TASK DESCRIPTION:
Search the records below for the word "maxItems". Pull out each line that has it.

Collected data:
=== Begin Enclosure ===
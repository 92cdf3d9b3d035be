//! Turns validator errors into [`ValidationIssue`]s.
//!
//! Messages follow the wording most OpenAPI tooling uses (`must be integer`,
//! `must have required property 'name'`), built from the failing keyword's
//! value in the schema rather than from the validator's own text.

use crate::error::ValidationIssue;
use crate::resolver;
use jsonschema::error::ValidationErrorKind;
use jsonschema::{ValidationError, Validator};
use serde_json::Value;

const KEYWORDS: &[&str] = &[
    "type",
    "enum",
    "const",
    "minLength",
    "maxLength",
    "pattern",
    "format",
    "minimum",
    "maximum",
    "exclusiveMinimum",
    "exclusiveMaximum",
    "multipleOf",
    "minItems",
    "maxItems",
    "uniqueItems",
    "contains",
    "required",
    "additionalProperties",
    "minProperties",
    "maxProperties",
    "propertyNames",
    "dependentRequired",
    "anyOf",
    "oneOf",
    "not",
];

/// Every issue `validator` finds in `value`, in the validator's order.
pub(crate) fn issues(validator: &Validator, root: &Value, value: &Value) -> Vec<ValidationIssue> {
    validator
        .iter_errors(value)
        .flat_map(|error| to_issues(root, &error))
        .collect()
}

fn to_issues(root: &Value, error: &ValidationError<'_>) -> Vec<ValidationIssue> {
    let instance_path = error.instance_path.to_string();
    match &error.kind {
        ValidationErrorKind::Required { property } => vec![ValidationIssue {
            instance_path,
            keyword: "required",
            message: format!(
                "must have required property '{}'",
                property.to_string().trim_matches('"')
            ),
        }],
        ValidationErrorKind::AdditionalProperties { unexpected } => unexpected
            .iter()
            .map(|key| ValidationIssue {
                instance_path: format!("{instance_path}/{}", escape(key)),
                keyword: "additionalProperties",
                message: "must NOT have additional properties".to_string(),
            })
            .collect(),
        ValidationErrorKind::FalseSchema { .. } => vec![ValidationIssue {
            instance_path,
            keyword: "false schema",
            message: "boolean schema is false".to_string(),
        }],
        _ => {
            let schema_path = error.schema_path.to_string();
            let keyword = schema_path.rsplit('/').next().unwrap_or_default();
            let message = describe(keyword, keyword_value(root, &schema_path))
                .unwrap_or_else(|| error.to_string());
            vec![ValidationIssue {
                instance_path,
                keyword: KEYWORDS
                    .iter()
                    .find(|known| **known == keyword)
                    .copied()
                    .unwrap_or("schema"),
                message,
            }]
        }
    }
}

fn describe(keyword: &str, value: Option<&Value>) -> Option<String> {
    Some(match keyword {
        "type" => format!("must be {}", type_names(value?)),
        "enum" => "must be equal to one of the allowed values".to_string(),
        "const" => "must be equal to constant".to_string(),
        "minLength" => format!("must NOT have fewer than {} characters", value?),
        "maxLength" => format!("must NOT have more than {} characters", value?),
        "pattern" => format!("must match pattern \"{}\"", value?.as_str()?),
        "format" => format!("must match format \"{}\"", value?.as_str()?),
        "minimum" => format!("must be >= {}", value?),
        "maximum" => format!("must be <= {}", value?),
        "exclusiveMinimum" => format!("must be > {}", value?),
        "exclusiveMaximum" => format!("must be < {}", value?),
        "multipleOf" => format!("must be multiple of {}", value?),
        "minItems" => format!("must NOT have fewer than {} items", value?),
        "maxItems" => format!("must NOT have more than {} items", value?),
        "uniqueItems" => "must NOT have duplicate items".to_string(),
        "minProperties" => format!("must NOT have fewer than {} properties", value?),
        "maxProperties" => format!("must NOT have more than {} properties", value?),
        "anyOf" => "must match a schema in anyOf".to_string(),
        "oneOf" => "must match exactly one schema in oneOf".to_string(),
        "not" => "must NOT be valid".to_string(),
        _ => return None,
    })
}

fn type_names(value: &Value) -> String {
    match value {
        Value::String(name) => name.clone(),
        Value::Array(names) => names
            .iter()
            .filter_map(Value::as_str)
            .collect::<Vec<_>>()
            .join(","),
        other => other.to_string(),
    }
}

/// Follows a validator schema path through `root`, stepping through `$ref`s.
fn keyword_value<'r>(root: &'r Value, schema_path: &str) -> Option<&'r Value> {
    let mut current = root;
    for segment in schema_path.split('/').skip(1) {
        let segment = segment.replace("~1", "/").replace("~0", "~");
        current = if segment == "$ref" {
            resolver::resolve_pointer(root, resolver::reference_of(current)?)?
        } else {
            match current {
                Value::Object(map) => map.get(&segment)?,
                Value::Array(items) => items.get(segment.parse::<usize>().ok()?)?,
                _ => return None,
            }
        };
    }
    Some(current)
}

fn escape(segment: &str) -> String {
    segment.replace('~', "~0").replace('/', "~1")
}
=== End Enclosure ===
WRITTEN RESPONSE:
    "maxItems",
        "maxItems" => format!("must NOT have more than {} items", value?),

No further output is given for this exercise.